* REQUIRED ACTION:
Begin at the line with "let note = note.map(str::to_string);" and return each line through the final one of the listing below, exactly as written.

↓↓↓

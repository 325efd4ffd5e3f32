// SPDX-FileCopyrightText: 2026 Zapfunil Contributors
// SPDX-License-Identifier: MIT OR Apache-2.0

//! Bot configuration and session state operations.
//!
//! Settings and steps are owned by the settings collaborator; the core
//! reads them. Sessions are the per-conversation qualification state --
//! an explicit record keyed by conversation id, so any process instance
//! can resume a dialog.

use rusqlite::params;
use zapfunil_core::ZapfunilError;

use crate::database::{map_tr_err, Database};
use crate::models::{session_from_row, BotSession, BotSettings, BotStep};

/// Read the settings singleton (seeded by migration).
pub async fn get_settings(db: &Database) -> Result<BotSettings, ZapfunilError> {
    db.connection()
        .call(|conn| {
            conn.query_row(
                "SELECT enabled, test_number, existing_customer_pattern, completion_message,
                        transfer_message, menu_message, auto_send_materials, material_delay_secs,
                        followup_stage2_enabled, followup_delay1_hours, followup_delay2_hours,
                        followup_template1, followup_template2
                 FROM bot_settings WHERE id = 1",
                [],
                |row| {
                    Ok(BotSettings {
                        enabled: row.get(0)?,
                        test_number: row.get(1)?,
                        existing_customer_pattern: row.get(2)?,
                        completion_message: row.get(3)?,
                        transfer_message: row.get(4)?,
                        menu_message: row.get(5)?,
                        auto_send_materials: row.get(6)?,
                        material_delay_secs: row.get::<_, i64>(7)?.max(0) as u64,
                        followup_stage2_enabled: row.get(8)?,
                        followup_delay1_hours: row.get(9)?,
                        followup_delay2_hours: row.get(10)?,
                        followup_template1: row.get(11)?,
                        followup_template2: row.get(12)?,
                    })
                },
            )
        })
        .await
        .map_err(map_tr_err)
}

/// Overwrite the settings singleton (settings surface and tests).
pub async fn save_settings(db: &Database, settings: &BotSettings) -> Result<(), ZapfunilError> {
    let s = settings.clone();
    db.connection()
        .call(move |conn| {
            conn.execute(
                "UPDATE bot_settings SET enabled = ?1, test_number = ?2,
                     existing_customer_pattern = ?3, completion_message = ?4,
                     transfer_message = ?5, menu_message = ?6, auto_send_materials = ?7,
                     material_delay_secs = ?8, followup_stage2_enabled = ?9,
                     followup_delay1_hours = ?10, followup_delay2_hours = ?11,
                     followup_template1 = ?12, followup_template2 = ?13
                 WHERE id = 1",
                params![
                    s.enabled,
                    s.test_number,
                    s.existing_customer_pattern,
                    s.completion_message,
                    s.transfer_message,
                    s.menu_message,
                    s.auto_send_materials,
                    s.material_delay_secs as i64,
                    s.followup_stage2_enabled,
                    s.followup_delay1_hours,
                    s.followup_delay2_hours,
                    s.followup_template1,
                    s.followup_template2,
                ],
            )?;
            Ok(())
        })
        .await
        .map_err(map_tr_err)
}

/// List steps ordered by position. With `enabled_only`, disabled steps are
/// skipped -- the active question sequence.
pub async fn list_steps(db: &Database, enabled_only: bool) -> Result<Vec<BotStep>, ZapfunilError> {
    db.connection()
        .call(move |conn| {
            let sql = if enabled_only {
                "SELECT id, step_key, position, question, confirmation, enabled
                 FROM bot_steps WHERE enabled = 1 ORDER BY position ASC"
            } else {
                "SELECT id, step_key, position, question, confirmation, enabled
                 FROM bot_steps ORDER BY position ASC"
            };
            let mut stmt = conn.prepare(sql)?;
            let rows = stmt.query_map([], |row| {
                Ok(BotStep {
                    id: row.get(0)?,
                    step_key: row.get(1)?,
                    position: row.get(2)?,
                    question: row.get(3)?,
                    confirmation: row.get(4)?,
                    enabled: row.get(5)?,
                })
            })?;
            let mut steps = Vec::new();
            for row in rows {
                steps.push(row?);
            }
            Ok(steps)
        })
        .await
        .map_err(map_tr_err)
}

/// Insert or replace a step by key (settings surface and tests).
pub async fn save_step(db: &Database, step: &BotStep) -> Result<(), ZapfunilError> {
    let s = step.clone();
    db.connection()
        .call(move |conn| {
            conn.execute(
                "INSERT INTO bot_steps (id, step_key, position, question, confirmation, enabled)
                 VALUES (?1, ?2, ?3, ?4, ?5, ?6)
                 ON CONFLICT (step_key) DO UPDATE SET
                     position = excluded.position,
                     question = excluded.question,
                     confirmation = excluded.confirmation,
                     enabled = excluded.enabled",
                params![s.id, s.step_key, s.position, s.question, s.confirmation, s.enabled],
            )?;
            Ok(())
        })
        .await
        .map_err(map_tr_err)
}

/// Get the qualification session for a conversation.
pub async fn get_session(
    db: &Database,
    conversation_id: &str,
) -> Result<Option<BotSession>, ZapfunilError> {
    let conversation_id = conversation_id.to_string();
    db.connection()
        .call(move |conn| {
            let result = conn.query_row(
                "SELECT conversation_id, current_step, answers, existing_customer,
                        created_at, updated_at
                 FROM bot_sessions WHERE conversation_id = ?1",
                params![conversation_id],
                session_from_row,
            );
            match result {
                Ok(s) => Ok(Some(s)),
                Err(rusqlite::Error::QueryReturnedNoRows) => Ok(None),
                Err(e) => Err(e),
            }
        })
        .await
        .map_err(map_tr_err)
}

/// Insert or replace the session for a conversation.
///
/// The bot engine calls this only after the sends for a transition have
/// succeeded, so a failed send never advances the step pointer.
pub async fn put_session(db: &Database, session: &BotSession) -> Result<(), ZapfunilError> {
    let s = session.clone();
    let answers_json = serde_json::Value::Object(s.answers.clone()).to_string();
    db.connection()
        .call(move |conn| {
            conn.execute(
                "INSERT INTO bot_sessions (conversation_id, current_step, answers,
                     existing_customer, created_at, updated_at)
                 VALUES (?1, ?2, ?3, ?4, ?5, ?6)
                 ON CONFLICT (conversation_id) DO UPDATE SET
                     current_step = excluded.current_step,
                     answers = excluded.answers,
                     existing_customer = excluded.existing_customer,
                     updated_at = excluded.updated_at",
                params![
                    s.conversation_id,
                    s.current_step,
                    answers_json,
                    s.existing_customer,
                    s.created_at,
                    s.updated_at,
                ],
            )?;
            Ok(())
        })
        .await
        .map_err(map_tr_err)
}

/// Delete a session (completion, transfer, or bypass).
pub async fn delete_session(db: &Database, conversation_id: &str) -> Result<(), ZapfunilError> {
    let conversation_id = conversation_id.to_string();
    db.connection()
        .call(move |conn| {
            conn.execute(
                "DELETE FROM bot_sessions WHERE conversation_id = ?1",
                params![conversation_id],
            )?;
            Ok(())
        })
        .await
        .map_err(map_tr_err)
}

/// Whether a phone is exempt from all bot automation.
pub async fn is_vip(db: &Database, phone: &str) -> Result<bool, ZapfunilError> {
    let phone = phone.to_string();
    db.connection()
        .call(move |conn| {
            let count: i64 = conn.query_row(
                "SELECT COUNT(*) FROM vip_numbers WHERE phone = ?1",
                params![phone],
                |row| row.get(0),
            )?;
            Ok(count > 0)
        })
        .await
        .map_err(map_tr_err)
}

/// Add a phone to the VIP/opt-out list. Idempotent.
pub async fn add_vip(db: &Database, phone: &str, note: Option<&str>) -> Result<(), ZapfunilError> {
    let phone = phone.to_string();
    let note = note.map(str::to_string);
    db.connection()
        .call(move |conn| {
            conn.execute(
                "INSERT INTO vip_numbers (phone, note, created_at) VALUES (?1, ?2, ?3)
                 ON CONFLICT (phone) DO NOTHING",
                params![phone, note, crate::models::now_utc()],
            )?;
            Ok(())
        })
        .await
        .map_err(map_tr_err)
}

/// Remove a phone from the VIP/opt-out list.
pub async fn remove_vip(db: &Database, phone: &str) -> Result<(), ZapfunilError> {
    let phone = phone.to_string();
    db.connection()
        .call(move |conn| {
            conn.execute("DELETE FROM vip_numbers WHERE phone = ?1", params![phone])?;
            Ok(())
        })
        .await
        .map_err(map_tr_err)
}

↑↑↑

* OUTPUT OF THE TASK:
    let note = note.map(str::to_string);
    db.connection()
        .call(move |conn| {
            conn.execute(
                "INSERT INTO vip_numbers (phone, note, created_at) VALUES (?1, ?2, ?3)
                 ON CONFLICT (phone) DO NOTHING",
                params![phone, note, crate::models::now_utc()],
            )?;
            Ok(())
        })
        .await
        .map_err(map_tr_err)
}

/// Remove a phone from the VIP/opt-out list.
pub async fn remove_vip(db: &Database, phone: &str) -> Result<(), ZapfunilError> {
    let phone = phone.to_string();
    db.connection()
        .call(move |conn| {
            conn.execute("DELETE FROM vip_numbers WHERE phone = ?1", params![phone])?;
            Ok(())
        })
        .await
        .map_err(map_tr_err)
}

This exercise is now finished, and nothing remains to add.